Nel dettaglio le benzodiazepine hanno registrato valori di 37,6 Ddd (dosi definite giornaliere) su 100 giornate di degenza e di 116,4 Ddd per posto letto, mentre gli antidepressivi di 35,9 Ddd/100 giornate di degenza e 111,2 Ddd/posto letto. «È apparsa evidente, inoltre - si legge nel report - la notevole differenza nell'utilizzo di farmaci tra le varie Regioni considerate, verosimilmente dovuta al diverso case-mix (diverse caratteristiche) dei residenti nelle Regioni analizzate».  

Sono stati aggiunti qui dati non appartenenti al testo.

//! Per-viewer state sync
//!
//! After every quiescent point the processor asks this service to look at
//! the game and produce updates for each connected viewer. A viewer's
//! first update carries the full redacted state; later updates carry only
//! patches against whatever that viewer was last sent. Hidden zones are
//! redacted per viewer: an opponent-owned card in deck or hand is omitted
//! from the entity dictionary until an event legitimately reveals it, and
//! once revealed it stays visible for the rest of the game even if it
//! goes back into hiding.
//!
//! Updates are never produced mid-command. The processor calls
//! [`SnapshotService::take_snapshot`] only once the queue has drained or
//! the game has suspended, so the service always reads settled state.

use std::collections::BTreeSet;
use std::path::Path;

use serde::{Deserialize, Serialize};
use serde_json::{json, Map, Value};

use crate::core::{Card, CardId, GameEvent, PlayerId};
use crate::game::command::Command;
use crate::game::diff::{self, Patch};
use crate::game::state::Game;
use crate::{EngineError, Result};

/// State fields sent whole-value in a delta when they change
const TOP_LEVEL_FIELDS: [&str; 7] = [
    "config",
    "turn_count",
    "current_player",
    "phase",
    "interaction",
    "board",
    "effect_chain",
];

/// Opponent-owned card ids a viewer has legitimately observed. Grows for
/// the life of the game and never shrinks, so a revealed card that
/// returns to a hidden zone stays identified.
#[derive(Debug, Clone, Default, Serialize, Deserialize)]
pub struct VisibilitySet {
    seen: BTreeSet<CardId>,
}

impl VisibilitySet {
    pub fn new() -> Self {
        VisibilitySet::default()
    }

    pub fn observe(&mut self, card: CardId) {
        self.seen.insert(card);
    }

    pub fn contains(&self, card: CardId) -> bool {
        self.seen.contains(&card)
    }

    pub fn len(&self) -> usize {
        self.seen.len()
    }

    pub fn is_empty(&self) -> bool {
        self.seen.is_empty()
    }
}

#[derive(Debug, Clone, Copy, PartialEq, Eq, Serialize, Deserialize)]
#[serde(rename_all = "snake_case")]
pub enum UpdateKind {
    State,
    Error,
}

/// One message to one viewer. `state` is the full redacted state on the
/// viewer's first update and a delta object afterwards; an empty delta
/// with events means nothing structural changed.
#[derive(Debug, Clone, PartialEq, Serialize, Deserialize)]
pub struct SnapshotUpdate {
    pub id: u64,
    pub kind: UpdateKind,
    pub viewer: PlayerId,
    pub events: Vec<GameEvent>,
    pub state: Value,
}

/// What the service remembers about one viewer between snapshots
#[derive(Debug, Clone, Serialize, Deserialize)]
struct ViewerChannel {
    viewer: PlayerId,
    visibility: VisibilitySet,
    /// Redacted state as of the last update sent; diff base for the next
    last_state: Option<Value>,
    /// How far into the game's event log this viewer has been brought
    event_cursor: usize,
}

#[derive(Debug, Clone, Serialize, Deserialize)]
pub struct SnapshotService {
    next_id: u64,
    channels: Vec<ViewerChannel>,
}

impl SnapshotService {
    pub fn new(viewers: [PlayerId; 2]) -> Self {
        SnapshotService {
            next_id: 1,
            channels: viewers
                .into_iter()
                .map(|viewer| ViewerChannel {
                    viewer,
                    visibility: VisibilitySet::new(),
                    last_state: None,
                    event_cursor: 0,
                })
                .collect(),
        }
    }

    /// Id of the most recently emitted snapshot; 0 before the first
    pub fn last_id(&self) -> u64 {
        self.next_id - 1
    }

    pub fn visibility(&self, viewer: PlayerId) -> Option<&VisibilitySet> {
        self.channels
            .iter()
            .find(|c| c.viewer == viewer)
            .map(|c| &c.visibility)
    }

    /// Capture the game at a quiescent point. Returns one update per
    /// viewer whose view changed or who has undelivered events; all
    /// updates from one capture share a snapshot id.
    pub fn take_snapshot(&mut self, game: &Game) -> Result<Vec<SnapshotUpdate>> {
        // Visibility first: reveals in this batch of events decide what
        // the views built below may contain.
        let mut staged_events: Vec<Vec<GameEvent>> = Vec::with_capacity(self.channels.len());
        for channel in &mut self.channels {
            let mut delivered = Vec::new();
            for event in &game.events[channel.event_cursor..] {
                if let Some(card) = event.reveals_to(channel.viewer) {
                    let opponent_owned = game
                        .cards
                        .get(card)
                        .map(|c| c.owner != channel.viewer)
                        .unwrap_or(false);
                    if opponent_owned {
                        channel.visibility.observe(card);
                    }
                }
                if let Some(redacted) = event.redacted_for(channel.viewer) {
                    delivered.push(redacted);
                }
            }
            channel.event_cursor = game.events.len();
            staged_events.push(delivered);
        }

        let id = self.next_id;
        let mut updates = Vec::new();
        for (channel, events) in self.channels.iter_mut().zip(staged_events) {
            let view = build_view(game, channel.viewer, &channel.visibility)?;
            let unchanged = channel.last_state.as_ref() == Some(&view);
            if unchanged && events.is_empty() {
                continue;
            }
            let state = match &channel.last_state {
                None => view.clone(),
                Some(prev) => build_delta(prev, &view)?,
            };
            channel.last_state = Some(view);
            updates.push(SnapshotUpdate {
                id,
                kind: UpdateKind::State,
                viewer: channel.viewer,
                events,
                state,
            });
        }
        if !updates.is_empty() {
            self.next_id += 1;
        }
        Ok(updates)
    }

    /// Drop every viewer's diff base so the next capture goes out in
    /// full. Called after a rejected command so clients resync from
    /// scratch instead of trusting a possibly stale base.
    pub fn force_full(&mut self) {
        for channel in &mut self.channels {
            channel.last_state = None;
        }
    }

    /// One-shot failure notice to every viewer. The game instance is not
    /// expected to continue after this.
    pub fn emit_error(&mut self, message: &str) -> Vec<SnapshotUpdate> {
        let id = self.next_id;
        self.next_id += 1;
        self.channels
            .iter()
            .map(|channel| SnapshotUpdate {
                id,
                kind: UpdateKind::Error,
                viewer: channel.viewer,
                events: Vec::new(),
                state: json!({ "message": message }),
            })
            .collect()
    }
}

/// Serialize the game as one viewer is allowed to see it
fn build_view(game: &Game, viewer: PlayerId, visibility: &VisibilitySet) -> Result<Value> {
    let mut entities = Map::new();
    for player in &game.players {
        entities.insert(player.id.to_string(), serde_json::to_value(player)?);
    }
    for card_id in game.cards.ids_sorted() {
        let card = game.cards.get(card_id)?;
        if card_visible(game, viewer, visibility, card) {
            entities.insert(card_id.to_string(), serde_json::to_value(card)?);
        }
    }
    for modifier_id in game.modifiers.ids_sorted() {
        let modifier = game.modifiers.get(modifier_id)?;
        let host_visible = game
            .cards
            .get(modifier.host)
            .map(|host| card_visible(game, viewer, visibility, host))
            .unwrap_or(false);
        if host_visible {
            entities.insert(modifier_id.to_string(), serde_json::to_value(modifier)?);
        }
    }

    Ok(json!({
        "config": game.config,
        "turn_count": game.turn.turn_number,
        "current_player": game.turn.active_player,
        "phase": game.phase,
        "interaction": game.interaction,
        "board": game.board,
        "effect_chain": game.chain,
        "entities": entities,
    }))
}
pub fn register_all(registry: &mut BlueprintRegistry) {
    registry.register(Box::new(Hero {
        id: "pyre_warden",
        name: "Pyre Warden",
        affinity: Affinity::Ember,
    }));
    registry.register(Box::new(Hero {
        id: "tide_caller",
        name: "Tide Caller",
        affinity: Affinity::Tide,
    }));
    registry.register(Box::new(Minion {
        id: "ember_whelp",
        name: "Ember Whelp",
        affinity: Affinity::Ember,
        cost: 2,
        power: 2,
        hp: 2,
    }));
    registry.register(Box::new(Minion {
        id: "stone_bulwark",
        name: "Stone Bulwark",
        affinity: Affinity::Stone,
        cost: 3,
        power: 1,
        hp: 5,
    }));
    registry.register(Box::new(BoltOfCinders));
    registry.register(Box::new(ScryTheDepths));
    registry.register(Box::new(RiteOfAttunement));
    registry.register(Box::new(VoidBargain));
    registry.register(Box::new(WardingSigil));
    registry.register(Box::new(FlankingStrike));
    registry.register(Box::new(CounterStance));
    registry.register(Box::new(Dissipate));
    registry.register(Box::new(PhantomEdge));
}

fn wrong_stage(name: &str, stage: u8) -> EngineError {
    EngineError::CorruptState(format!("{} has no stage {}", name, stage))
}

fn expect_bool(ctx: &EffectContext) -> Result<bool> {
    match ctx.answer {
        Some(InteractionAnswer::Bool { value }) => Ok(value),
        _ => Err(EngineError::CorruptState(
            "expected a yes/no answer".to_string(),
        )),
    }
}

fn expect_affinity(ctx: &EffectContext) -> Result<Affinity> {
    match ctx.answer {
        Some(InteractionAnswer::Affinity { affinity }) => Ok(affinity),
        _ => Err(EngineError::CorruptState(
            "expected an affinity answer".to_string(),
        )),
    }
}

fn expect_indices(ctx: &EffectContext) -> Result<&[usize]> {
    match &ctx.answer {
        Some(InteractionAnswer::CardIndices { indices }) => Ok(indices),
        _ => Err(EngineError::CorruptState(
            "expected card indices".to_string(),
        )),
    }
}

fn expect_order(ctx: &EffectContext) -> Result<&[usize]> {
    match &ctx.answer {
        Some(InteractionAnswer::Arrangement { order }) => Ok(order),
        _ => Err(EngineError::CorruptState(
            "expected an arrangement".to_string(),
        )),
    }
}

// ----------------------------------------------------------------------
// Heroes and vanilla minions
// ----------------------------------------------------------------------

struct Hero {
    id: &'static str,
    name: &'static str,
    affinity: Affinity,
}

impl Blueprint for Hero {
    fn id(&self) -> BlueprintId {
        BlueprintId::new(self.id)
    }

    fn display_name(&self) -> &str {
        self.name
    }

    fn cost(&self) -> u8 {
        0
    }

    fn affinity(&self) -> Affinity {
        self.affinity
    }

    fn kind(&self) -> CardKind {
        // Starting hit points get overridden by the game config
        CardKind::Hero {
            power: 0,
            hp: 25,
            max_hp: 25,
        }
    }

    fn can_play(&self, _game: &Game, _player: PlayerId) -> Result<()> {
        Err(EngineError::Rule("heroes cannot be played".to_string()))
    }
}
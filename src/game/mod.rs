//! Game state, rules, and the command pipeline

pub mod agent;
pub mod chain;
pub mod combat;
pub mod command;
pub mod diff;
pub mod interaction;
pub mod logger;
pub mod patch_path;
pub mod phase;
pub mod processor;
pub mod runner;
pub mod snapshot;
pub mod state;
pub mod state_hash;
pub mod view;

pub use agent::{Agent, RandomAgent, ScriptedAgent};
pub use chain::{Chain, ChainEffect, ChainState};
pub use combat::{CombatState, CombatStep};
pub use command::{Command, CommandAction};
pub use interaction::{InteractionAnswer, InteractionContext};
pub use logger::{GameLogger, VerbosityLevel};
pub use phase::{PhaseContext, PhaseKind, TurnStructure};
pub use processor::CommandProcessor;
pub use runner::{MatchOutcome, MatchRunner};
pub use snapshot::{apply_state_delta, DebugDump, SnapshotService, SnapshotUpdate, UpdateKind};
pub use state::{Game, GameConfig, SuspendReason, Suspension};
pub use state_hash::{compute_state_hash, format_hash};
pub use view::{deciding_player, GameView};
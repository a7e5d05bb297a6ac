//! Strongly-typed wrappers for game concepts
//!
//! Newtypes to prevent type confusion and make the code more
//! self-documenting. Instead of using bare Strings for different concepts,
//! we wrap them in distinct types that cannot be mixed up.

use serde::{Deserialize, Serialize};
use std::fmt;

/// Static card definition ID (e.g. "ember_whelp")
///
/// Names an entry in the blueprint registry. Many card instances can share
/// one blueprint.
#[derive(Debug, Clone, PartialEq, Eq, Hash, Serialize, Deserialize)]
pub struct BlueprintId(String);

impl BlueprintId {
    pub fn new(s: impl Into<String>) -> Self {
        BlueprintId(s.into())
    }

    pub fn as_str(&self) -> &str {
        &self.0
    }
}

impl fmt::Display for BlueprintId {
    fn fmt(&self, f: &mut fmt::Formatter<'_>) -> fmt::Result {
        write!(f, "{}", self.0)
    }
}

impl From<String> for BlueprintId {
    fn from(s: String) -> Self {
        BlueprintId(s)
    }
}

impl From<&str> for BlueprintId {
    fn from(s: &str) -> Self {
        BlueprintId(s.to_string())
    }
}

/// Player name (distinct from other string types)
#[derive(Debug, Clone, PartialEq, Eq, Hash, Serialize, Deserialize)]
pub struct PlayerName(String);

impl PlayerName {
    pub fn new(s: impl Into<String>) -> Self {
        PlayerName(s.into())
    }

    pub fn as_str(&self) -> &str {
        &self.0
    }
}

impl fmt::Display for PlayerName {
    fn fmt(&self, f: &mut fmt::Formatter<'_>) -> fmt::Result {
        write!(f, "{}", self.0)
    }
}

impl From<String> for PlayerName {
    fn from(s: String) -> Self {
        PlayerName(s)
    }
}

impl From<&str> for PlayerName {
    fn from(s: &str) -> Self {
        PlayerName(s.to_string())
    }
}

/// The five card affinities
///
/// Affinities gate deck building and a few effects ("choose an affinity"
/// interactions resolve to one of these).
#[derive(Debug, Clone, Copy, PartialEq, Eq, Hash, PartialOrd, Ord, Serialize, Deserialize)]
pub enum Affinity {
    Ember,
    Tide,
    Stone,
    Gale,
    Void,
}

impl Affinity {
    pub const ALL: [Affinity; 5] = [
        Affinity::Ember,
        Affinity::Tide,
        Affinity::Stone,
        Affinity::Gale,
        Affinity::Void,
    ];
}

impl fmt::Display for Affinity {
    fn fmt(&self, f: &mut fmt::Formatter<'_>) -> fmt::Result {
        let s = match self {
            Affinity::Ember => "Ember",
            Affinity::Tide => "Tide",
            Affinity::Stone => "Stone",
            Affinity::Gale => "Gale",
            Affinity::Void => "Void",
        };
        write!(f, "{}", s)
    }
}

#[cfg(test)]
mod tests {
    use super::*;

    #[test]
    fn test_blueprint_id() {
        let id = BlueprintId::new("ember_whelp");
        assert_eq!(id.as_str(), "ember_whelp");
        assert_eq!(id.to_string(), "ember_whelp");
    }

    #[test]
    fn test_player_name() {
        let name = PlayerName::new("Alice");
        assert_eq!(name.as_str(), "Alice");
    }

    #[test]
    fn test_affinity_roundtrip() {
        for affinity in Affinity::ALL {
            let json = serde_json::to_string(&affinity).unwrap();
            let back: Affinity = serde_json::from_str(&json).unwrap();
            assert_eq!(back, affinity);
        }
    }
}
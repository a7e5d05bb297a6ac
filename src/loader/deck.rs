//! Deck list loader
//!
//! Plain-text deck lists: one `<count> <blueprint id>` per line, with
//! `#` starting a comment. Ids are checked against the blueprint
//! registry before a game is built from the list.

use crate::blueprint::registry;
use crate::core::{BlueprintId, CardKind};
use crate::{EngineError, Result};
use serde::{Deserialize, Serialize};
use std::fs;
use std::path::Path;

/// One line of a deck list
#[derive(Debug, Clone, PartialEq, Eq, Serialize, Deserialize)]
pub struct DeckEntry {
    pub blueprint: BlueprintId,
    pub count: u8,
}

/// A parsed deck list, duplicate lines merged
#[derive(Debug, Clone, PartialEq, Eq, Default, Serialize, Deserialize)]
pub struct DeckList {
    pub entries: Vec<DeckEntry>,
}

pub struct DeckLoader;

impl DeckLoader {
    pub fn load_from_file(path: &Path) -> Result<DeckList> {
        let content = fs::read_to_string(path)?;
        Self::parse(&content)
    }

    /// Parse a deck from its text content
    pub fn parse(content: &str) -> Result<DeckList> {
        let mut entries: Vec<DeckEntry> = Vec::new();

        for (index, raw) in content.lines().enumerate() {
            let line = match raw.split_once('#') {
                Some((before, _comment)) => before.trim(),
                None => raw.trim(),
            };
            if line.is_empty() {
                continue;
            }

            let Some((count_str, id_str)) = line.split_once(char::is_whitespace) else {
                return Err(EngineError::InvalidDeckFormat(format!(
                    "line {}: expected `<count> <blueprint id>`, got {:?}",
                    index + 1,
                    line
                )));
            };
            let count: u8 = count_str.parse().map_err(|_| {
                EngineError::InvalidDeckFormat(format!(
                    "line {}: bad count {:?}",
                    index + 1,
                    count_str
                ))
            })?;
            if count == 0 {
                return Err(EngineError::InvalidDeckFormat(format!(
                    "line {}: count must be at least 1",
                    index + 1
                )));
            }
            let id_str = id_str.trim();
            if id_str.contains(char::is_whitespace) {
                return Err(EngineError::InvalidDeckFormat(format!(
                    "line {}: expected a single blueprint id, got {:?}",
                    index + 1,
                    id_str
                )));
            }

            let blueprint = BlueprintId::new(id_str);
            match entries.iter_mut().find(|e| e.blueprint == blueprint) {
                Some(entry) => entry.count = entry.count.saturating_add(count),
                None => entries.push(DeckEntry { blueprint, count }),
            }
        }

        if entries.is_empty() {
            return Err(EngineError::InvalidDeckFormat("empty deck".to_string()));
        }
        Ok(DeckList { entries })
    }
}

impl DeckList {
    /// Total cards the list instantiates
    pub fn total_cards(&self) -> usize {
        self.entries.iter().map(|e| e.count as usize).sum()
    }

    /// Check every id against the registry. Heroes are chosen separately
    /// and may not appear in a deck list.
    pub fn validate(&self) -> Result<()> {
        for entry in &self.entries {
            let bp = registry().get(&entry.blueprint).map_err(|_| {
                EngineError::InvalidDeckFormat(format!(
                    "unknown blueprint: {}",
                    entry.blueprint
                ))
            })?;
            if matches!(bp.kind(), CardKind::Hero { .. }) {
                return Err(EngineError::InvalidDeckFormat(format!(
                    "{} is a hero, not a deck card",
                    entry.blueprint
                )));
            }
        }
        Ok(())
    }
}
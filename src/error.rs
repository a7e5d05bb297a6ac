//! Error types for the chainforge engine

use thiserror::Error;

#[derive(Error, Debug)]
pub enum EngineError {
    #[error("Invalid command: {0}")]
    InvalidCommand(String),

    #[error("Command from wrong player (expected player {expected}, got {got})")]
    WrongPlayer { expected: u32, got: u32 },

    #[error("Player {0} does not hold priority")]
    NoPriority(u32),

    #[error("Not enough choices: need at least {min}, got {got}")]
    NotEnoughChoices { min: usize, got: usize },

    #[error("Too many choices: allowed at most {max}, got {got}")]
    TooManyChoices { max: usize, got: usize },

    #[error("Choice index {index} out of range (limit {limit})")]
    OutOfRangeChoice { index: usize, limit: usize },

    #[error("No interaction is awaiting input")]
    NoOpenInteraction,

    #[error("Rule violation: {0}")]
    Rule(String),

    #[error("Invalid deck format: {0}")]
    InvalidDeckFormat(String),

    #[error("Illegal phase transition: {from} -> {to}")]
    WrongPhaseTransition { from: String, to: String },

    #[error("Entity not found: {0}")]
    EntityNotFound(u32),

    #[error("Corrupt game state: {0}")]
    CorruptState(String),

    #[error("IO error: {0}")]
    Io(#[from] std::io::Error),

    #[error("Serialization error: {0}")]
    Serialization(#[from] serde_json::Error),
}

impl EngineError {
    /// Fatal errors halt the game instance. Everything else is a
    /// validation or domain error: the engine clears its command queue,
    /// resyncs clients, and keeps running.
    pub fn is_fatal(&self) -> bool {
        matches!(
            self,
            EngineError::WrongPhaseTransition { .. }
                | EngineError::EntityNotFound(_)
                | EngineError::CorruptState(_)
                | EngineError::Io(_)
                | EngineError::Serialization(_)
        )
    }
}

pub type Result<T> = std::result::Result<T, EngineError>;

Il Covid? Ha ridotto drasticamente le visite e quindi anche le prescrizioni 

La pandemia ha condizionato l'uso di farmaci per malattie croniche nella terza età, riducendo le prescrizioni di antipertensivi, antidiabetici e antiasmatici. Ma è stato osservato anche «un calo del consumo degli antibiotici e dei Farmaci Antinfiammatori Non Steroidei (Fans), attribuibile alla riduzione della trasmissione di patologie infettive delle vie respiratorie» grazie alle norme anti Covid-19».  Un capitolo del report analizza il consumo di farmaci per il trattamento delle patologie croniche, nel 2020, confrontato con i dati dell'anno precedente. Il decremento maggiore di uso dei farmaci sembra osservarsi nelle fasce di età molto avanzate e sottolinea come questa popolazione »possa avere avuto maggiore difficoltà ad accedere alle cure, ma non si può escludere l'impatto delle ospedalizzazioni e mortalità legate al Covid osservate negli ultraottantenni». Al contrario, ha sottolineato Francesco Trotta, a capo della divisione Health Technology Assessment di Aifa, «le nuove prescrizioni di terapie per malattie croniche hanno subito una riduzione maggiore nelle fasce di età più giovani, ovvero tra 65 e 69 anni, e su questo potrebbe avere influito la maggiore difficoltà di accesso ai centri per le diagnosi, come confermato dalla drastica riduzione delle visite specialistiche: se non ci sono prime visite non ci sono prime prescrizioni». Al contrario, gli anticoagulanti, o eparine, ha proseguito, «hanno subito il maggiore incremento, come probabile risultato dell'aumento di prescrizioni per eventi tromboembolici Covid-19 correlati o per la loro profilassi».